It is training set and verifying collection by the incomplete data sets random division of the effective sample;
Model construction is carried out using the method fitting training set of logistic, fitting function is adjusted using cross-validation method, Record optimal model parameters;Meanwhile according to ROC curve using verifying collection computation model classification thresholds t, so that building obtains Kawasaki Sick risk evaluation model.
The embodiment of the invention also provides a kind of building systems of Kawasaki disease risk evaluation model based on logistic algorithm System is applied to construction method above-mentioned comprising:
Data acquisition module is at least acquired for data, obtains sample data set;
Data processing module, at least for can be used for constructing the effective sample of assessment models from sample data concentration extraction;
Model construction module, at least for being training set by the incomplete data sets random division of the effective sample and testing Card collection, and it is fitted training set using the method for logistic, fitting function, record optimal models ginseng are adjusted using cross-validation method Number;
Threshold calculation module, at least for according to ROC curve using verifying collection computation model classification thresholds.
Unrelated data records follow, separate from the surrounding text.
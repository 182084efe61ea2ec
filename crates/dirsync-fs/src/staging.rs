//! Per-run staging area
//!
//! A [`StagingArea`] owns a working root with two subtrees:
//!
//! - `staging`: the directory being assembled, later renamed into place
//! - `incoming`: scratch space handed to source syncers via [`TempArea`]
//!
//! The root name carries a per-run unique suffix so concurrent runs sharing
//! a working directory never collide. The root is removed on
//! [`StagingArea::clean_up`] and again when the value is dropped.
//!
//! A live run holds an exclusive lock on an owner file inside its root.
//! Roots left behind by killed runs have no lock holder, so the first
//! [`StagingArea::prepare`] of a later run removes them.

use std::cell::RefCell;
use std::fs::{self, File, OpenOptions};
use std::path::{Path, PathBuf};

use fs2::FileExt;
use tempfile::{NamedTempFile, TempDir};
use uuid::Uuid;

use crate::{Error, NormalizedPath, Result, io};

/// Prefix of every staging root created by [`StagingArea::new`].
pub const ROOT_PREFIX: &str = ".dirsync-tmp";

const STAGING_DIR: &str = "staging";
const INCOMING_DIR: &str = "incoming";
const OWNER_FILE: &str = ".owner";

/// Allocates scratch locations scoped to the current run.
///
/// Returned handles delete their location when dropped, so a syncer that
/// fails halfway never leaves scratch data behind.
pub trait TempArea {
    /// Allocate a uniquely named empty directory.
    fn temp_dir(&self, name: &str) -> Result<TempDir>;

    /// Allocate a uniquely named empty file whose name starts with `pattern`.
    fn temp_file(&self, pattern: &str) -> Result<NamedTempFile>;
}

/// Working tree used to assemble a directory before atomically replacing it.
#[derive(Debug)]
pub struct StagingArea {
    root: PathBuf,
    staging: PathBuf,
    incoming: PathBuf,
    /// Locked owner file, held from the first prepare until clean up
    owner: RefCell<Option<File>>,
}

impl StagingArea {
    /// Create a staging area with a unique root inside `base`.
    ///
    /// `base` should be on the same filesystem as the directories being
    /// replaced, since [`StagingArea::replace`] renames.
    pub fn new(base: &Path) -> Self {
        let name = format!("{}-{}", ROOT_PREFIX, Uuid::new_v4().simple());
        Self::with_root(base.join(name))
    }

    /// Create a staging area at an explicit root.
    pub fn with_root(root: PathBuf) -> Self {
        Self {
            staging: root.join(STAGING_DIR),
            incoming: root.join(INCOMING_DIR),
            root,
            owner: RefCell::new(None),
        }
    }

    pub fn root(&self) -> &Path {
        &self.root
    }

    pub fn staging_dir(&self) -> &Path {
        &self.staging
    }

    pub fn incoming_dir(&self) -> &Path {
        &self.incoming
    }

    /// Recreate both subtrees empty, owner-only.
    ///
    /// The first call also claims the root and removes sibling roots whose
    /// owning run is gone.
    pub fn prepare(&self) -> Result<()> {
        if self.owner.borrow().is_none() {
            create_private_dir(&self.root)?;
            let owner = lock_owner(&self.root)?;
            *self.owner.borrow_mut() = Some(owner);
            self.remove_abandoned_roots()?;
        }

        io::remove_path(&self.staging)?;
        io::remove_path(&self.incoming)?;
        create_private_dir(&self.staging)?;
        create_private_dir(&self.incoming)?;
        tracing::debug!(root = %self.root.display(), "prepared staging area");
        Ok(())
    }

    /// Resolve a content destination inside `staging`, creating its parents.
    ///
    /// The entire-directory path `.` resolves to the staging directory itself.
    /// The returned path itself is not created.
    pub fn new_child(&self, relative: &NormalizedPath) -> Result<PathBuf> {
        if relative.is_dot() {
            return Ok(self.staging.clone());
        }
        if relative.is_absolute() || relative.escapes_base() {
            return Err(Error::internal(format!(
                "content path '{relative}' escapes the staging directory"
            )));
        }

        let child = self.staging.join(relative.to_native());
        if let Some(parent) = child.parent() {
            fs::create_dir_all(parent).map_err(|e| Error::io("create directory", parent, e))?;
        }
        Ok(child)
    }

    /// Swap the assembled `staging` tree into `final_path`.
    ///
    /// Removes whatever is at `final_path`, ensures its parent exists, then
    /// renames. After this returns, `staging` no longer exists until the next
    /// [`StagingArea::prepare`].
    pub fn replace(&self, final_path: &Path) -> Result<()> {
        if !self.staging.is_dir() {
            return Err(Error::internal(format!(
                "staging directory {} is missing; prepare() was not called",
                self.staging.display()
            )));
        }

        io::remove_path(final_path)?;
        if let Some(parent) = final_path.parent()
            && !parent.as_os_str().is_empty()
        {
            fs::create_dir_all(parent).map_err(|e| Error::io("create directory", parent, e))?;
        }

        fs::rename(&self.staging, final_path)
            .map_err(|e| Error::io("move staging directory into", final_path, e))?;
        tracing::debug!(path = %final_path.display(), "replaced directory");
        Ok(())
    }

    /// Release the root and remove it.
    pub fn clean_up(&self) -> Result<()> {
        // Closing the owner file releases its lock
        self.owner.borrow_mut().take();
        io::remove_path(&self.root)
    }

    fn remove_abandoned_roots(&self) -> Result<()> {
        let Some(base) = self.root.parent() else {
            return Ok(());
        };
        let prefix = format!("{ROOT_PREFIX}-");

        let entries = fs::read_dir(base).map_err(|e| Error::io("read directory", base, e))?;
        for entry in entries {
            let entry = entry.map_err(|e| Error::io("read directory", base, e))?;
            let path = entry.path();
            let is_root = entry.file_type().is_ok_and(|t| t.is_dir())
                && entry.file_name().to_string_lossy().starts_with(&prefix);
            if !is_root || path == self.root || owner_is_live(&path)? {
                continue;
            }

            tracing::info!(root = %path.display(), "removing abandoned staging area");
            // Another run may be sweeping the same root
            if let Err(e) = io::remove_path(&path) {
                tracing::warn!(
                    root = %path.display(),
                    error = %e,
                    "failed to remove abandoned staging area"
                );
            }
        }
        Ok(())
    }
}

fn lock_owner(root: &Path) -> Result<File> {
    let path = root.join(OWNER_FILE);
    let file = OpenOptions::new()
        .write(true)
        .create(true)
        .truncate(true)
        .open(&path)
        .map_err(|e| Error::io("create", &path, e))?;
    file.try_lock_exclusive()
        .map_err(|_| Error::LockFailed { path })?;
    Ok(file)
}

/// A root without an owner file, or whose owner file can be locked, has
/// no running owner.
fn owner_is_live(root: &Path) -> Result<bool> {
    let path = root.join(OWNER_FILE);
    let file = match OpenOptions::new().write(true).open(&path) {
        Ok(file) => file,
        Err(e) if e.kind() == std::io::ErrorKind::NotFound => return Ok(false),
        Err(e) => return Err(Error::io("open", &path, e)),
    };
    Ok(file.try_lock_exclusive().is_err())
}

impl TempArea for StagingArea {
    fn temp_dir(&self, name: &str) -> Result<TempDir> {
        tempfile::Builder::new()
            .prefix(&format!("{name}-"))
            .tempdir_in(&self.incoming)
            .map_err(|e| Error::io("create temp directory in", &self.incoming, e))
    }

    fn temp_file(&self, pattern: &str) -> Result<NamedTempFile> {
        tempfile::Builder::new()
            .prefix(pattern)
            .tempfile_in(&self.incoming)
            .map_err(|e| Error::io("create temp file in", &self.incoming, e))
    }
}

impl Drop for StagingArea {
    fn drop(&mut self) {
        if let Err(e) = self.clean_up() {
            tracing::warn!(root = %self.root.display(), error = %e, "failed to clean up staging area");
        }
    }
}

#[cfg(unix)]
fn create_private_dir(path: &Path) -> Result<()> {
    use std::os::unix::fs::DirBuilderExt;
    fs::DirBuilder::new()
        .recursive(true)
        .mode(0o700)
        .create(path)
        .map_err(|e| Error::io("create directory", path, e))
}

#[cfg(not(unix))]
fn create_private_dir(path: &Path) -> Result<()> {
    fs::create_dir_all(path).map_err(|e| Error::io("create directory", path, e))
}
The embodiment of the invention also provides the Kawasaki disease risks based on logistic algorithm constructed by preceding method Assessment models.
The embodiment of the invention also provides a kind of Kawasaki disease risk evaluating systems based on logistic algorithm comprising:
Input module, at least for inputting data to be assessed;
The Kawasaki disease risk evaluation model based on logistic algorithm constructed by preceding method, at least for this Data to be assessed are assessed;
Display module, at least for showing assessment result, i.e. KDx scoring.
1) compared with prior art, the Kawasaki disease risk evaluation model building provided by the invention based on logistic algorithm Method and system, statistical analysis, the modeling of system are carried out using medical data relevant to Kawasaki disease, and provide model evaluation side Method can be based on existing Kawasaki disease medical data by the model, carry out to the patient of doubtful Kawasaki disease scientific and effective auxiliary Assessment is helped, helps to reduce its misdiagnosis rate and rate of missed diagnosis, makes patient that can obtain effective prevention, intervention in morbidity early stage, and Science reliably instructs successive treatment process, provides foundation to reach optimum therapeuticing effect, efficiently avoids existing diagnosis side It causes patients with Kawasaki disease to fail to pinpoint a disease in diagnosis because there is no the assessment models of hypersensitivity and specificity in formula, Misdiagnosis, prevents delay from suffering from The generation of person's treatment condition;
2) for diagnosis the used time the considerations of, the present invention selected by characteristic item the detection used time it is shorter, greatly shorten doctor and examine The disconnected time used.Also, characteristic item chooses less, reduction detection cost used.
3) data sample amount of the present invention is huge, and advantage is prominent.
Detailed description of the invention
It, below will be to required in embodiment or description of the prior art in order to illustrate more clearly of technical solution of the present invention The attached drawing used is simply introduced, it should be apparent that, drawings discussed below is as just some implementations invented herein Example, for those of ordinary skill in the art, without creative efforts, can also obtain according to these attached drawings Obtain other accompanying drawings.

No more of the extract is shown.